Technology Review has published a Special Reports on the 10 Emerging Technologies for 2008:

  • Modeling Surprise — Combining massive quantities of data, insights into human psychology, and machine learning can help manage surprising events, says Eric Horvitz.
  • Probabilistic Chips — Krishna Palem thinks a little uncertainty in chips could extend battery life in mobile devices–and maybe the duration of Moore’s Law, too.
  • NanoRadio — Alex Zettl’s tiny radios, built from nanotubes, could improve everything from cell phones to medical diagnostics.
  • Wireless Power — Physicist Marin Soljacic is working toward a world of wireless electricity.
  • Atomic Magnetometers — John Kitching’s tiny magnetic-field sensors will take MRI where it’s never gone before.
  • Offline Web Applications — Adobe’s Kevin Lynch believes that computing applications will become more powerful when they take advantage of the browser and the desktop.
  • Graphene Transistors — A new form of carbon being pioneered by Walter de Heer of Georgia Tech could lead to speedy, compact computer processors.
  • Connectomics — Jeff Lichtman hopes to elucidate brain development and disease with new technologies that illuminate the web of neural circuits.
  • Reality Mining — Sandy Pentland is using data gathered by cell phones to learn about human behavior.
  • Cellulolytic Enzymes — Frances Arnold is designing better enzymes for making biofuels from cellulose.

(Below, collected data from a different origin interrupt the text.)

//! # Picon Zero Driver
//!
//! 4tronix Picon Zero motor/output board on the Raspberry Pi I2C bus.
//!
//! ## Register Map
//!
//! | Register | Meaning | Value |
//! |----------|---------|-------|
//! | 0, 1 | Motor A, B speed | signed byte, -127..=127 |
//! | 2 + n | Output n mode | 0 digital, 1 PWM, 2 servo, 3 WS2812B |
//! | 8 + n | Output n value | 0/1 (digital), degrees 0..=180 (servo) |
//! | 20 | Board reset | any |
//!
//! Every write is a single SMBus "write byte data" transaction.

use rppal::i2c::I2c;
use tracing::{debug, info};

use super::{Actuators, OutputKind};
use crate::config::{BoardConfig, MOTOR_CHANNELS, OUTPUT_CHANNELS};
use crate::control::range::saturate;
use crate::error::{PadcarError, Result};
use crate::lifecycle::Release;

/// Motor A speed register; motor B is the next one
const REG_MOTOR_BASE: u8 = 0;
/// Output 0 mode register
const REG_OUTPUT_CONFIG_BASE: u8 = 2;
/// Output 0 value register
const REG_OUTPUT_VALUE_BASE: u8 = 8;
/// Board reset register
const REG_RESET: u8 = 20;

/// Output mode: on/off
const MODE_DIGITAL: u8 = 0;
/// Output mode: servo
const MODE_SERVO: u8 = 2;

/// Largest motor register magnitude
pub const MAX_MOTOR_VALUE: f32 = 127.0;

/// Servo centre position in degrees when none is configured
pub const SERVO_CENTRE: u8 = 90;

/// Largest servo angle in degrees
pub const SERVO_MAX_ANGLE: i32 = 180;

/// Register-level access to the board
pub trait RegisterBus {
    /// Writes `value` to `register`.
    fn write_register(&mut self, register: u8, value: u8) -> Result<()>;
}

/// SMBus "write byte data" on the Raspberry Pi bus; failures become `Actuator`.
impl RegisterBus for I2c {
    fn write_register(&mut self, register: u8, value: u8) -> Result<()> {
        self.smbus_write_byte(register, value).map_err(|e| {
            PadcarError::Actuator(format!("I2C write of register {} failed: {}", register, e))
        })
    }
}

/// Converts a motor speed into the signed register byte.
#[must_use]
pub fn motor_register_value(speed: f32) -> u8 {
    let value = (saturate(speed) * MAX_MOTOR_VALUE).round() as i8;
    value as u8
}

/// Configured steering centre as a servo register value.
fn servo_centre_from(config: &BoardConfig) -> Result<u8> {
    u8::try_from(config.servo_center_deg)
        .ok()
        .filter(|degrees| i32::from(*degrees) <= SERVO_MAX_ANGLE)
        .ok_or_else(|| {
            PadcarError::Actuator(format!(
                "servo centre {} outside 0..={}",
                config.servo_center_deg, SERVO_MAX_ANGLE
            ))
        })
}

/// Picon Zero board handle
pub struct PiconZero<B: RegisterBus> {
    bus: B,
    outputs: [Option<OutputKind>; OUTPUT_CHANNELS as usize],
    /// Angle servos return to on `reset`
    servo_centre: u8,
    released: bool,
}

impl<B: RegisterBus> std::fmt::Debug for PiconZero<B> {
    fn fmt(&self, f: &mut std::fmt::Formatter<'_>) -> std::fmt::Result {
        f.debug_struct("PiconZero")
            .field("outputs", &self.outputs)
            .field("servo_centre", &self.servo_centre)
            .field("released", &self.released)
            .finish_non_exhaustive()
    }
}

impl PiconZero<I2c> {
    /// Opens the board on the configured I2C bus and address.
    ///
    /// Servos are reset to `servo_center_deg`.
    ///
    /// # Errors
    ///
    /// Returns `Actuator` if the bus cannot be opened or the servo centre is
    /// not a valid angle.
    ///
    /// # Examples
    ///
    /// ```no_run
    /// use padcar::actuator::picon_zero::PiconZero;
    /// use padcar::config::BoardConfig;
    ///
    /// let board = PiconZero::open(&BoardConfig::default())?;
    /// # Ok::<(), Box<dyn std::error::Error>>(())
    /// ```
    pub fn open(config: &BoardConfig) -> Result<Self> {
        let servo_centre = servo_centre_from(config)?;
        let mut i2c = I2c::with_bus(config.i2c_bus).map_err(|e| {
            PadcarError::Actuator(format!("Failed to open I2C bus {}: {}", config.i2c_bus, e))
        })?;
        i2c.set_slave_address(config.address).map_err(|e| {
            PadcarError::Actuator(format!("Failed to select address 0x{:02x}: {}", config.address, e))
        })?;

        info!(
            "Opened Picon Zero on I2C bus {} at 0x{:02x}",
            config.i2c_bus, config.address
        );
        Ok(Self::with_bus(i2c).with_servo_centre(servo_centre))
    }
}

impl<B: RegisterBus> PiconZero<B> {
    /// Wraps an already opened register bus.
    pub fn with_bus(bus: B) -> Self {
        Self {
            bus,
            outputs: [None; OUTPUT_CHANNELS as usize],
            servo_centre: SERVO_CENTRE,
            released: false,
        }
    }

    /// Sets the angle servos return to on `reset`.
    #[must_use]
    pub fn with_servo_centre(mut self, degrees: u8) -> Self {
        self.servo_centre = degrees;
        self
    }

    fn ensure_open(&self) -> Result<()> {
        if self.released {
            return Err(PadcarError::Actuator("board already released".to_string()));
        }
        Ok(())
    }

    fn ensure_output(&self, channel: u8, kind: OutputKind) -> Result<()> {
        self.ensure_open()?;
        match self.outputs.get(channel as usize) {
            Some(Some(configured)) if *configured == kind => Ok(()),
            Some(_) => Err(PadcarError::Actuator(format!(
                "output {} is not configured as {:?}",
                channel, kind
            ))),
            None => Err(PadcarError::Actuator(format!("output {} does not exist", channel))),
        }
    }

    fn ensure_motor(&self, channel: u8) -> Result<()> {
        self.ensure_open()?;
        if channel >= MOTOR_CHANNELS {
            return Err(PadcarError::Actuator(format!("motor {} does not exist", channel)));
        }
        Ok(())
    }
}

impl<B: RegisterBus> Release for PiconZero<B> {
    fn resource_name(&self) -> &'static str {
        "Picon Zero"
    }

    fn release(&mut self) -> Result<()> {
        if self.released {
            return Ok(());
        }
        self.released = true;
        self.outputs = [None; OUTPUT_CHANNELS as usize];
        self.bus.write_register(REG_RESET, 0)
    }
}

impl<B: RegisterBus> Actuators for PiconZero<B> {
    fn configure(&mut self, channel: u8, kind: OutputKind) -> Result<()> {
        let mode = match kind {
            OutputKind::Motor => {
                // Motors have dedicated registers and need no mode
                self.ensure_motor(channel)?;
                debug!("Motor {} ready", channel);
                return Ok(());
            }
            OutputKind::Digital => MODE_DIGITAL,
            OutputKind::Servo => MODE_SERVO,
        };

        self.ensure_open()?;
        if channel >= OUTPUT_CHANNELS {
            return Err(PadcarError::Actuator(format!("output {} does not exist", channel)));
        }

        self.bus.write_register(REG_OUTPUT_CONFIG_BASE + channel, mode)?;
        self.outputs[channel as usize] = Some(kind);
        debug!("Output {} configured as {:?}", channel, kind);
        Ok(())
    }

    fn set_servo_angle(&mut self, channel: u8, degrees: i32) -> Result<()> {
        self.ensure_output(channel, OutputKind::Servo)?;
        let angle = u8::try_from(degrees)
            .ok()
            .filter(|angle| i32::from(*angle) <= SERVO_MAX_ANGLE)
            .ok_or_else(|| {
                PadcarError::Actuator(format!("servo angle {} outside 0..={}", degrees, SERVO_MAX_ANGLE))
            })?;
        self.bus.write_register(REG_OUTPUT_VALUE_BASE + channel, angle)
    }

    fn set_digital_output(&mut self, channel: u8, on: bool) -> Result<()> {
        self.ensure_output(channel, OutputKind::Digital)?;
        self.bus.write_register(REG_OUTPUT_VALUE_BASE + channel, u8::from(on))
    }

    fn set_motor_speed(&mut self, channel: u8, speed: f32) -> Result<()> {
        self.ensure_motor(channel)?;
        self.bus
            .write_register(REG_MOTOR_BASE + channel, motor_register_value(speed))
    }

    fn reset(&mut self) -> Result<()> {
        self.ensure_open()?;
        for motor in 0..MOTOR_CHANNELS {
            self.bus.write_register(REG_MOTOR_BASE + motor, 0)?;
        }
        for (channel, kind) in self.outputs.into_iter().enumerate() {
            let register = REG_OUTPUT_VALUE_BASE + channel as u8;
            match kind {
                Some(OutputKind::Digital) => self.bus.write_register(register, 0)?,
                Some(OutputKind::Servo) => self.bus.write_register(register, self.servo_centre)?,
                _ => {}
            }
        }
        debug!("Picon Zero outputs reset");
        Ok(())
    }
}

Two of the emerging technologies listed have direct implications on future mobile software and applications: 1) offline web applications, and 2) Reality Mining.

What they call Reality Mining is an area of great interest to me, as it deals with taking into consideration user’s mobile context (and related behavioral analytics) to bring a better user experience, to bring the right information that matters and when it matters the most, to bring more value to both the end-user and the business-side of the equation:

Reality mining, he says, “is all about paying attention to patterns in life and using that information to help [with] things like setting privacy patterns, sharing things with people, notifying people–basically, to help you live your life.”

See the video on Reality Mining, where Alex (Sandy) Pentland, director of the Human Dynamics Group at MIT, describes “a future in which cell phones log data about their owners’ behavior, data that can be used to strengthen social networks, generate recommendations, help track diseases, and monitor personal health”.

As the tagline for this blog reads: Mobility is (about) People, their Interactions and their Data.